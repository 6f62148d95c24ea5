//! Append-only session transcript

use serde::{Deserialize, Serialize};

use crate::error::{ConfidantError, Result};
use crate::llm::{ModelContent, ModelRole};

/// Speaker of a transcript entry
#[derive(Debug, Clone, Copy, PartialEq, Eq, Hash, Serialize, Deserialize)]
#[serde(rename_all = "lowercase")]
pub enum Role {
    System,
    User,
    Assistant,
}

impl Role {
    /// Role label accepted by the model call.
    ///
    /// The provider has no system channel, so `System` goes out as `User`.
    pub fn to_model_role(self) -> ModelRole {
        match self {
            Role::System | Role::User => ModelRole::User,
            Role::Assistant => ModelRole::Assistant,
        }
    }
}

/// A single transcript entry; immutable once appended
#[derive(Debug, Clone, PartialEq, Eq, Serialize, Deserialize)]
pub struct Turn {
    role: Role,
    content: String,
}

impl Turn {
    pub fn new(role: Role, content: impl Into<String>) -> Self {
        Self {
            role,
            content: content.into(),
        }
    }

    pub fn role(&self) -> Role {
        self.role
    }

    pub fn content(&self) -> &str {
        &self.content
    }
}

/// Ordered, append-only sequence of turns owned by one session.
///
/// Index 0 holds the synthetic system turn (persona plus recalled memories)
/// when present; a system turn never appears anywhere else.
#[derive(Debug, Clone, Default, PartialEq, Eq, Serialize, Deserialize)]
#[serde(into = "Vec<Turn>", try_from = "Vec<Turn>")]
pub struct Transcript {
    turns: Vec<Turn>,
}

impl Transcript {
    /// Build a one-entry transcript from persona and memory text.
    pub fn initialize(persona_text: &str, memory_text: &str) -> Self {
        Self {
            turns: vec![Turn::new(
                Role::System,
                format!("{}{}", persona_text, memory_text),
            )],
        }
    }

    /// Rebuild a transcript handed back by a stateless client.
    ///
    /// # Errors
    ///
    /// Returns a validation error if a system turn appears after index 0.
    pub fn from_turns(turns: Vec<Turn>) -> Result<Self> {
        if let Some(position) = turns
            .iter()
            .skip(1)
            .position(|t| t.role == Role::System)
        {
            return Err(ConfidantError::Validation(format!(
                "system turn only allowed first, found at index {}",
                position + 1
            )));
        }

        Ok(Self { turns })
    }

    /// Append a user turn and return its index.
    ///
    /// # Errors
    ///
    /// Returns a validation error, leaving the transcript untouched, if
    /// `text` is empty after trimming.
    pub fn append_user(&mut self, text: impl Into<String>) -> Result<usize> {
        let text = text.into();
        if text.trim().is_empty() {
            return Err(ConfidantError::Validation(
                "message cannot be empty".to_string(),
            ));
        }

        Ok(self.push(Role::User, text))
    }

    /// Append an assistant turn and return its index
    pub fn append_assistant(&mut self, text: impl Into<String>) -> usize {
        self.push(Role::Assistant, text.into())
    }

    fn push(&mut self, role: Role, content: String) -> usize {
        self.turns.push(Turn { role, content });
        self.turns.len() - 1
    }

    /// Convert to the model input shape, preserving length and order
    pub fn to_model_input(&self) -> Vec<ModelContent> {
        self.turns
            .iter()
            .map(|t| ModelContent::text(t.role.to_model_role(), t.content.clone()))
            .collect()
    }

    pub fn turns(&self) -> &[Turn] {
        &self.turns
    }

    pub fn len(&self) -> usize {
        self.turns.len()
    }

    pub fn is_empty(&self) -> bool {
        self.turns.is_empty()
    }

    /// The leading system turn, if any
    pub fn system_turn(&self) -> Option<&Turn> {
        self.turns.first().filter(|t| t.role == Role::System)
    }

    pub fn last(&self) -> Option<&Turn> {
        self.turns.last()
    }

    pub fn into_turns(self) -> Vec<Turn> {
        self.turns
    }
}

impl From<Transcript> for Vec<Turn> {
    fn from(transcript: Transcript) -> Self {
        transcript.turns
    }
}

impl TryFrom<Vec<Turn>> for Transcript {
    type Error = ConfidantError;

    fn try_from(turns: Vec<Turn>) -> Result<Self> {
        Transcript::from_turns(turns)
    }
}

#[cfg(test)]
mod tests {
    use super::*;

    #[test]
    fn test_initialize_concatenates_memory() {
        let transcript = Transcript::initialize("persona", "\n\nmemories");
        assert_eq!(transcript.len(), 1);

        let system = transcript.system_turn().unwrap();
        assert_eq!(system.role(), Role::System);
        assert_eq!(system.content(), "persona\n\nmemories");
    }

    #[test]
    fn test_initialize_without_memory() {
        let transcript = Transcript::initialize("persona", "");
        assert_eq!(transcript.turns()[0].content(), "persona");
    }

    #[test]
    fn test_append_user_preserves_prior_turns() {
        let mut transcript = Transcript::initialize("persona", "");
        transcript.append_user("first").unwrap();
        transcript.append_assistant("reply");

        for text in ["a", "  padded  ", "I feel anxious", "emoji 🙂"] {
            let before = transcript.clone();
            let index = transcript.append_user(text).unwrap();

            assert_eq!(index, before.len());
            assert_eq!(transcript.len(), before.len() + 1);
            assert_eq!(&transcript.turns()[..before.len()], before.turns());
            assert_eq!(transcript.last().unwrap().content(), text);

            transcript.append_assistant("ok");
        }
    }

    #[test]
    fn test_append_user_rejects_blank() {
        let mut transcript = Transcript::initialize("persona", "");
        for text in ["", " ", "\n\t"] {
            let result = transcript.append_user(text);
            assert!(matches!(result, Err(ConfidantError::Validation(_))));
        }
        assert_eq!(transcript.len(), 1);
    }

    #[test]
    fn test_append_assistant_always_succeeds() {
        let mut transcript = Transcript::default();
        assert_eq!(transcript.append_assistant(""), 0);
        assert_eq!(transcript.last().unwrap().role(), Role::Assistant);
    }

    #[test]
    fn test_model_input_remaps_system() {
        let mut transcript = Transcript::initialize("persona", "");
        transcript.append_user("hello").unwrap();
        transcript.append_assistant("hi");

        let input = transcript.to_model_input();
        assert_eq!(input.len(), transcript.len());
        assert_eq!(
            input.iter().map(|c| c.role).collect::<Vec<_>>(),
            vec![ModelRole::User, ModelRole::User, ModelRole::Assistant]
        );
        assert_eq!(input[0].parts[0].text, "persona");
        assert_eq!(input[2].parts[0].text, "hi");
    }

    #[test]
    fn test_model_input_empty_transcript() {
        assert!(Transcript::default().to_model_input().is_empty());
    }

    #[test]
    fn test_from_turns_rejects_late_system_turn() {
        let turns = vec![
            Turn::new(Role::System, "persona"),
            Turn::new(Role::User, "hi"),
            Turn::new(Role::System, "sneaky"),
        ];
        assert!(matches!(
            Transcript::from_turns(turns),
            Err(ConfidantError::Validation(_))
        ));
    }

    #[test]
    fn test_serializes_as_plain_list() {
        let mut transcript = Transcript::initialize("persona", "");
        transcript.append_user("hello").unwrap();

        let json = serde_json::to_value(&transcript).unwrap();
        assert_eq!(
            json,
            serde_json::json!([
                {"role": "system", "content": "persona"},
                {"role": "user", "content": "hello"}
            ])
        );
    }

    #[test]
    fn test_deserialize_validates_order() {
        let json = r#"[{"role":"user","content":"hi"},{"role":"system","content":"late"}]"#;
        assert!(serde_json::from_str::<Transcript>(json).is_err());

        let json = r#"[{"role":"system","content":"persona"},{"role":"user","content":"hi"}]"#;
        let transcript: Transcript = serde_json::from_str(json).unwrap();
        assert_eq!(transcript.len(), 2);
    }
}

|---|

Please print out every record exactly as it is written.

### Answer space
repository 6f62148d95c24ea5
//! Append-only session transcript

use serde::{Deserialize, Serialize};

use crate::error::{ConfidantError, Result};
use crate::llm::{ModelContent, ModelRole};

/// Speaker of a transcript entry
#[derive(Debug, Clone, Copy, PartialEq, Eq, Hash, Serialize, Deserialize)]
#[serde(rename_all = "lowercase")]
pub enum Role {
    System,
    User,
    Assistant,
}

impl Role {
    /// Role label accepted by the model call.
    ///
    /// The provider has no system channel, so `System` goes out as `User`.
    pub fn to_model_role(self) -> ModelRole {
        match self {
            Role::System | Role::User => ModelRole::User,
            Role::Assistant => ModelRole::Assistant,
        }
    }
}

/// A single transcript entry; immutable once appended
#[derive(Debug, Clone, PartialEq, Eq, Serialize, Deserialize)]
pub struct Turn {
    role: Role,
    content: String,
}

impl Turn {
    pub fn new(role: Role, content: impl Into<String>) -> Self {
        Self {
            role,
            content: content.into(),
        }
    }

    pub fn role(&self) -> Role {
        self.role
    }

    pub fn content(&self) -> &str {
        &self.content
    }
}

/// Ordered, append-only sequence of turns owned by one session.
///
/// Index 0 holds the synthetic system turn (persona plus recalled memories)
/// when present; a system turn never appears anywhere else.
#[derive(Debug, Clone, Default, PartialEq, Eq, Serialize, Deserialize)]
#[serde(into = "Vec<Turn>", try_from = "Vec<Turn>")]
pub struct Transcript {
    turns: Vec<Turn>,
}

impl Transcript {
    /// Build a one-entry transcript from persona and memory text.
    pub fn initialize(persona_text: &str, memory_text: &str) -> Self {
        Self {
            turns: vec![Turn::new(
                Role::System,
                format!("{}{}", persona_text, memory_text),
            )],
        }
    }

    /// Rebuild a transcript handed back by a stateless client.
    ///
    /// # Errors
    ///
    /// Returns a validation error if a system turn appears after index 0.
    pub fn from_turns(turns: Vec<Turn>) -> Result<Self> {
        if let Some(position) = turns
            .iter()
            .skip(1)
            .position(|t| t.role == Role::System)
        {
            return Err(ConfidantError::Validation(format!(
                "system turn only allowed first, found at index {}",
                position + 1
            )));
        }

        Ok(Self { turns })
    }

    /// Append a user turn and return its index.
    ///
    /// # Errors
    ///
    /// Returns a validation error, leaving the transcript untouched, if
    /// `text` is empty after trimming.
    pub fn append_user(&mut self, text: impl Into<String>) -> Result<usize> {
        let text = text.into();
        if text.trim().is_empty() {
            return Err(ConfidantError::Validation(
                "message cannot be empty".to_string(),
            ));
        }

        Ok(self.push(Role::User, text))
    }

    /// Append an assistant turn and return its index
    pub fn append_assistant(&mut self, text: impl Into<String>) -> usize {
        self.push(Role::Assistant, text.into())
    }

    fn push(&mut self, role: Role, content: String) -> usize {
        self.turns.push(Turn { role, content });
        self.turns.len() - 1
    }

    /// Convert to the model input shape, preserving length and order
    pub fn to_model_input(&self) -> Vec<ModelContent> {
        self.turns
            .iter()
            .map(|t| ModelContent::text(t.role.to_model_role(), t.content.clone()))
            .collect()
    }

    pub fn turns(&self) -> &[Turn] {
        &self.turns
    }

    pub fn len(&self) -> usize {
        self.turns.len()
    }

    pub fn is_empty(&self) -> bool {
        self.turns.is_empty()
    }

    /// The leading system turn, if any
    pub fn system_turn(&self) -> Option<&Turn> {
        self.turns.first().filter(|t| t.role == Role::System)
    }

    pub fn last(&self) -> Option<&Turn> {
        self.turns.last()
    }

    pub fn into_turns(self) -> Vec<Turn> {
        self.turns
    }
}

impl From<Transcript> for Vec<Turn> {
    fn from(transcript: Transcript) -> Self {
        transcript.turns
    }
}

impl TryFrom<Vec<Turn>> for Transcript {
    type Error = ConfidantError;

    fn try_from(turns: Vec<Turn>) -> Result<Self> {
        Transcript::from_turns(turns)
    }
}

#[cfg(test)]
mod tests {
    use super::*;

    #[test]
    fn test_initialize_concatenates_memory() {
        let transcript = Transcript::initialize("persona", "\n\nmemories");
        assert_eq!(transcript.len(), 1);

        let system = transcript.system_turn().unwrap();
        assert_eq!(system.role(), Role::System);
        assert_eq!(system.content(), "persona\n\nmemories");
    }

    #[test]
    fn test_initialize_without_memory() {
        let transcript = Transcript::initialize("persona", "");
        assert_eq!(transcript.turns()[0].content(), "persona");
    }

    #[test]
    fn test_append_user_preserves_prior_turns() {
        let mut transcript = Transcript::initialize("persona", "");
        transcript.append_user("first").unwrap();
        transcript.append_assistant("reply");

        for text in ["a", "  padded  ", "I feel anxious", "emoji 🙂"] {
            let before = transcript.clone();
            let index = transcript.append_user(text).unwrap();

            assert_eq!(index, before.len());
            assert_eq!(transcript.len(), before.len() + 1);
            assert_eq!(&transcript.turns()[..before.len()], before.turns());
            assert_eq!(transcript.last().unwrap().content(), text);

            transcript.append_assistant("ok");
        }
    }

    #[test]
    fn test_append_user_rejects_blank() {
        let mut transcript = Transcript::initialize("persona", "");
        for text in ["", " ", "\n\t"] {
            let result = transcript.append_user(text);
            assert!(matches!(result, Err(ConfidantError::Validation(_))));
        }
        assert_eq!(transcript.len(), 1);
    }

    #[test]
    fn test_append_assistant_always_succeeds() {
        let mut transcript = Transcript::default();
        assert_eq!(transcript.append_assistant(""), 0);
        assert_eq!(transcript.last().unwrap().role(), Role::Assistant);
    }

    #[test]
    fn test_model_input_remaps_system() {
        let mut transcript = Transcript::initialize("persona", "");
        transcript.append_user("hello").unwrap();
        transcript.append_assistant("hi");

        let input = transcript.to_model_input();
        assert_eq!(input.len(), transcript.len());
        assert_eq!(
            input.iter().map(|c| c.role).collect::<Vec<_>>(),
            vec![ModelRole::User, ModelRole::User, ModelRole::Assistant]
        );
        assert_eq!(input[0].parts[0].text, "persona");
        assert_eq!(input[2].parts[0].text, "hi");
    }

    #[test]
    fn test_model_input_empty_transcript() {
        assert!(Transcript::default().to_model_input().is_empty());
    }

    #[test]
    fn test_from_turns_rejects_late_system_turn() {
        let turns = vec![
            Turn::new(Role::System, "persona"),
            Turn::new(Role::User, "hi"),
            Turn::new(Role::System, "sneaky"),
        ];
        assert!(matches!(
            Transcript::from_turns(turns),
            Err(ConfidantError::Validation(_))
        ));
    }

    #[test]
    fn test_serializes_as_plain_list() {
        let mut transcript = Transcript::initialize("persona", "");
        transcript.append_user("hello").unwrap();

        let json = serde_json::to_value(&transcript).unwrap();
        assert_eq!(
            json,
            serde_json::json!([
                {"role": "system", "content": "persona"},
                {"role": "user", "content": "hello"}
            ])
        );
    }

    #[test]
    fn test_deserialize_validates_order() {
        let json = r#"[{"role":"user","content":"hi"},{"role":"system","content":"late"}]"#;
        assert!(serde_json::from_str::<Transcript>(json).is_err());

        let json = r#"[{"role":"system","content":"persona"},{"role":"user","content":"hi"}]"#;
        let transcript: Transcript = serde_json::from_str(json).unwrap();
        assert_eq!(transcript.len(), 2);
    }
}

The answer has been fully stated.